#### Task instructions:
Using the records below, transcribe word for word the stretch from the line that contains "if self.handlers.contains_key(&key) &&" through the line that contains "pub fn is_registered(&self, key: &TypeKey)", both end lines included, and nothing else.

....

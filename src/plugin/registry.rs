use std::any::{Any, TypeId};
use std::collections::HashMap;
use std::sync::{Arc, LazyLock};

use parking_lot::RwLock;
use tracing::debug;

use super::PlotPlugin;

/// Identity a plot plugin is registered under.
///
/// `ListOf(T)` / `TupleOf(T)` are the inferred keys of homogeneous
/// collections; `List` / `Tuple` are the raw container keys that empty or
/// mixed collections fall back to. All of them differ from each other and
/// from `Type(..)` of any concrete collection type.
#[derive(Clone, Copy, Debug, PartialEq, Eq, Hash)]
pub enum TypeKey {
    Type(TypeId),
    ListOf(TypeId),
    TupleOf(TypeId),
    List,
    Tuple,
}

impl TypeKey {
    pub fn of<T: Any>() -> Self {
        Self::Type(TypeId::of::<T>())
    }

    pub fn list_of<T: Any>() -> Self {
        Self::ListOf(TypeId::of::<T>())
    }

    pub fn tuple_of<T: Any>() -> Self {
        Self::TupleOf(TypeId::of::<T>())
    }

    pub(crate) fn from_id(id: TypeId) -> Self {
        Self::Type(id)
    }
}

#[derive(Default)]
pub struct TypeRegistry {
    handlers: HashMap<TypeKey, Arc<dyn PlotPlugin>>,
}

impl TypeRegistry {
    pub fn new() -> Self {
        Self::default()
    }

    /// Bind `key` to `handler`. An already bound key is left untouched and
    /// `false` returned, unless `force` is set.
    pub fn register(&mut self, key: TypeKey, handler: Arc<dyn PlotPlugin>, force: bool) -> bool {
        if self.handlers.contains_key(&key) && !force {
            debug!(?key, "plot plugin already registered, keeping existing handler");
            return false;
        }
        self.handlers.insert(key, handler);
        true
    }

    pub fn is_registered(&self, key: &TypeKey) -> bool {
        self.handlers.contains_key(key)
    }

    pub fn get_handler(&self, key: &TypeKey) -> Option<Arc<dyn PlotPlugin>> {
        self.handlers.get(key).cloned()
    }

    pub fn len(&self) -> usize {
        self.handlers.len()
    }

    pub fn is_empty(&self) -> bool {
        self.handlers.is_empty()
    }
}

/// Registry handle shared between a session and the figures it creates.
pub type SharedRegistry = Arc<RwLock<TypeRegistry>>;

static GLOBAL: LazyLock<SharedRegistry> = LazyLock::new(SharedRegistry::default);

/// Process-wide registry used by the default session.
pub fn global() -> &'static SharedRegistry {
    &GLOBAL
}

pub fn register(key: TypeKey, handler: Arc<dyn PlotPlugin>, force: bool) -> bool {
    GLOBAL.write().register(key, handler, force)
}

/// Register `handler` for objects of type `T` in the process-wide registry.
pub fn register_type<T: Any>(handler: impl PlotPlugin + 'static, force: bool) -> bool {
    register(TypeKey::of::<T>(), Arc::new(handler), force)
}

pub fn is_registered(key: &TypeKey) -> bool {
    GLOBAL.read().is_registered(key)
}

pub fn get_handler(key: &TypeKey) -> Option<Arc<dyn PlotPlugin>> {
    GLOBAL.read().get_handler(key)
}

#[cfg(test)]
mod tests {
    use super::*;
    use crate::error::PlotResult;
    use crate::plugin::{PlotData, PlotObject};

    struct Tagged(&'static str);

    impl PlotPlugin for Tagged {
        fn extract_data(&self, _: &PlotObject<'_>) -> PlotResult<Vec<PlotData>> {
            Ok(vec![PlotData::new(vec![0.0], vec![0.0]).with_name(self.0)])
        }
    }

    fn tag(registry: &TypeRegistry, key: &TypeKey) -> Option<String> {
        let probe = 0u8;
        registry
            .get_handler(key)?
            .extract_data(&PlotObject::new(&probe))
            .ok()?
            .pop()?
            .name
    }

    struct Sample;

    #[test]
    fn second_registration_is_rejected() {
        let mut registry = TypeRegistry::new();
        let key = TypeKey::of::<Sample>();
        assert!(registry.register(key, Arc::new(Tagged("h1")), false));
        assert!(!registry.register(key, Arc::new(Tagged("h2")), false));
        assert_eq!(tag(&registry, &key).as_deref(), Some("h1"));
    }

    #[test]
    fn force_overwrites() {
        let mut registry = TypeRegistry::new();
        let key = TypeKey::of::<Sample>();
        registry.register(key, Arc::new(Tagged("h1")), false);
        assert!(registry.register(key, Arc::new(Tagged("h2")), true));
        assert_eq!(tag(&registry, &key).as_deref(), Some("h2"));
        assert_eq!(registry.len(), 1);
    }

    #[test]
    fn handler_identity_is_preserved() {
        let mut registry = TypeRegistry::new();
        let h1: Arc<dyn PlotPlugin> = Arc::new(Tagged("h1"));
        registry.register(TypeKey::of::<Sample>(), h1.clone(), false);
        let got = registry.get_handler(&TypeKey::of::<Sample>()).unwrap();
        assert!(Arc::ptr_eq(&got, &h1));
    }

    #[test]
    fn unknown_key_is_absent() {
        let registry = TypeRegistry::new();
        assert!(!registry.is_registered(&TypeKey::of::<Sample>()));
        assert!(registry.get_handler(&TypeKey::of::<Sample>()).is_none());
    }

    #[test]
    fn collection_keys_are_distinct() {
        let keys = [
            TypeKey::of::<Sample>(),
            TypeKey::list_of::<Sample>(),
            TypeKey::tuple_of::<Sample>(),
            TypeKey::of::<Vec<Sample>>(),
            TypeKey::List,
            TypeKey::Tuple,
        ];
        let mut registry = TypeRegistry::new();
        for key in keys {
            assert!(registry.register(key, Arc::new(Tagged("h")), false));
        }
        assert_eq!(registry.len(), keys.len());
    }

    #[test]
    fn global_helpers_share_one_table() {
        struct GlobalOnly;
        assert!(register_type::<GlobalOnly>(Tagged("g"), false));
        assert!(!register_type::<GlobalOnly>(Tagged("g2"), false));
        assert!(is_registered(&TypeKey::of::<GlobalOnly>()));
        assert!(get_handler(&TypeKey::of::<GlobalOnly>()).is_some());
    }
}
//! Display-range inference and normalization for `imshow`.

use crate::data::{Image, ImageData};
use crate::error::{PlotError, PlotResult};

/// An image normalized for display: RGBA8, row-major, top row first.
#[derive(Clone, Debug, PartialEq)]
pub struct ImageTrace {
    pub width: usize,
    pub height: usize,
    pub pixels: Vec<[u8; 4]>,
    pub extra: crate::core::Extra,
}

/// Range the samples are mapped from: explicit, else inferred from the
/// sample type (and, for floats, from the largest finite sample).
pub fn value_range(image: &Image) -> PlotResult<(f64, f64)> {
    if let Some(range) = image.value_range {
        return Ok(range);
    }
    match &image.data {
        ImageData::U8(_) => Ok((0.0, 255.0)),
        ImageData::U16(_) => Ok((0.0, 65535.0)),
        ImageData::F64(values) => {
            let max = values
                .iter()
                .copied()
                .filter(|v| v.is_finite())
                .fold(f64::NEG_INFINITY, f64::max);
            if max < 1.01 {
                Ok((0.0, 1.0))
            } else if max < 255.0 {
                Ok((0.0, 255.0))
            } else if max < 65535.0 {
                Ok((0.0, 65535.0))
            } else {
                Err(PlotError::unsupported(format!(
                    "cannot infer a display range for float samples up to {max}, pass an explicit value range"
                )))
            }
        }
    }
}

pub fn normalize(image: &Image) -> PlotResult<ImageTrace> {
    let Image {
        width,
        height,
        channels,
        ..
    } = *image;
    if !matches!(channels, 1 | 3 | 4) {
        return Err(PlotError::shape(format!(
            "images need 1, 3 or 4 channels, got {channels}"
        )));
    }
    if width == 0 || height == 0 {
        return Err(PlotError::shape("image has no pixels"));
    }
    let expected = width * height * channels;
    if image.data.len() != expected {
        return Err(PlotError::shape(format!(
            "{width}x{height}x{channels} image needs {expected} samples, got {}",
            image.data.len()
        )));
    }

    let (lo, hi) = value_range(image)?;
    if !(hi > lo) {
        return Err(PlotError::configuration(format!(
            "image value range ({lo}, {hi}) is empty"
        )));
    }
    let quantize = |v: f64| {
        let t = if v.is_finite() { (v - lo) / (hi - lo) } else { 0.0 };
        (t.clamp(0.0, 1.0) * 255.0).round() as u8
    };

    let pixels = (0..width * height)
        .map(|p| {
            let at = |c: usize| quantize(image.data.get(p * channels + c));
            match channels {
                1 => {
                    let g = at(0);
                    [g, g, g, 255]
                }
                3 => [at(0), at(1), at(2), 255],
                _ => [at(0), at(1), at(2), at(3)],
            }
        })
        .collect();

    Ok(ImageTrace {
        width,
        height,
        pixels,
        extra: image.extra.clone(),
    })
}

#[cfg(test)]
mod tests {
    use super::*;

    fn f64_image(values: Vec<f64>) -> Image {
        Image::gray(values.len(), 1, ImageData::F64(values))
    }

    #[test]
    fn infers_range_from_sample_type() {
        assert_eq!(value_range(&Image::gray(1, 1, ImageData::U8(vec![3]))).unwrap(), (0.0, 255.0));
        assert_eq!(value_range(&Image::gray(1, 1, ImageData::U16(vec![3]))).unwrap(), (0.0, 65535.0));
        assert_eq!(value_range(&f64_image(vec![0.2, 1.0])).unwrap(), (0.0, 1.0));
        assert_eq!(value_range(&f64_image(vec![0.2, 17.0])).unwrap(), (0.0, 255.0));
        assert_eq!(value_range(&f64_image(vec![300.0])).unwrap(), (0.0, 65535.0));
        let err = value_range(&f64_image(vec![1e6])).unwrap_err();
        assert!(matches!(err.current_context(), PlotError::UnsupportedOperation(_)));
    }

    #[test]
    fn explicit_range_wins() {
        let img = f64_image(vec![-1.0, 0.0, 1.0]).value_range(-1.0, 1.0);
        let trace = normalize(&img).unwrap();
        assert_eq!(trace.pixels[0], [0, 0, 0, 255]);
        assert_eq!(trace.pixels[1][0], 128);
        assert_eq!(trace.pixels[2], [255, 255, 255, 255]);
    }

    #[test]
    fn validates_shape() {
        let err = normalize(&Image::rgb(2, 2, ImageData::U8(vec![0; 11]))).unwrap_err();
        assert!(matches!(err.current_context(), PlotError::Shape(_)));
        let err = normalize(&Image::new(1, 1, 2, ImageData::U8(vec![0; 2]))).unwrap_err();
        assert!(matches!(err.current_context(), PlotError::Shape(_)));
    }

    #[test]
    fn rgba_keeps_alpha() {
        let img = Image::new(1, 1, 4, ImageData::U8(vec![10, 20, 30, 40]));
        assert_eq!(normalize(&img).unwrap().pixels, vec![[10, 20, 30, 40]]);
    }
}
pub mod geometry;
pub mod resources;
pub mod systems;

pub use resources::*;
use systems::*;

use bevy::prelude::*;

/// Presents the [`SceneRes`] figure: 2-D content with a fixed orthographic
/// camera, 3-D content with an orbiting perspective camera.
#[derive(Default)]
pub struct FigureRenderPlugin;

impl Plugin for FigureRenderPlugin {
    fn build(&self, app: &mut App) {
        app.add_systems(Startup, (size_window, spawn_figure))
            .add_systems(Update, orbit_camera);
    }
}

....

#### Output below:
        if self.handlers.contains_key(&key) && !force {
            debug!(?key, "plot plugin already registered, keeping existing handler");
            return false;
        }
        self.handlers.insert(key, handler);
        true
    }

    pub fn is_registered(&self, key: &TypeKey) -> bool {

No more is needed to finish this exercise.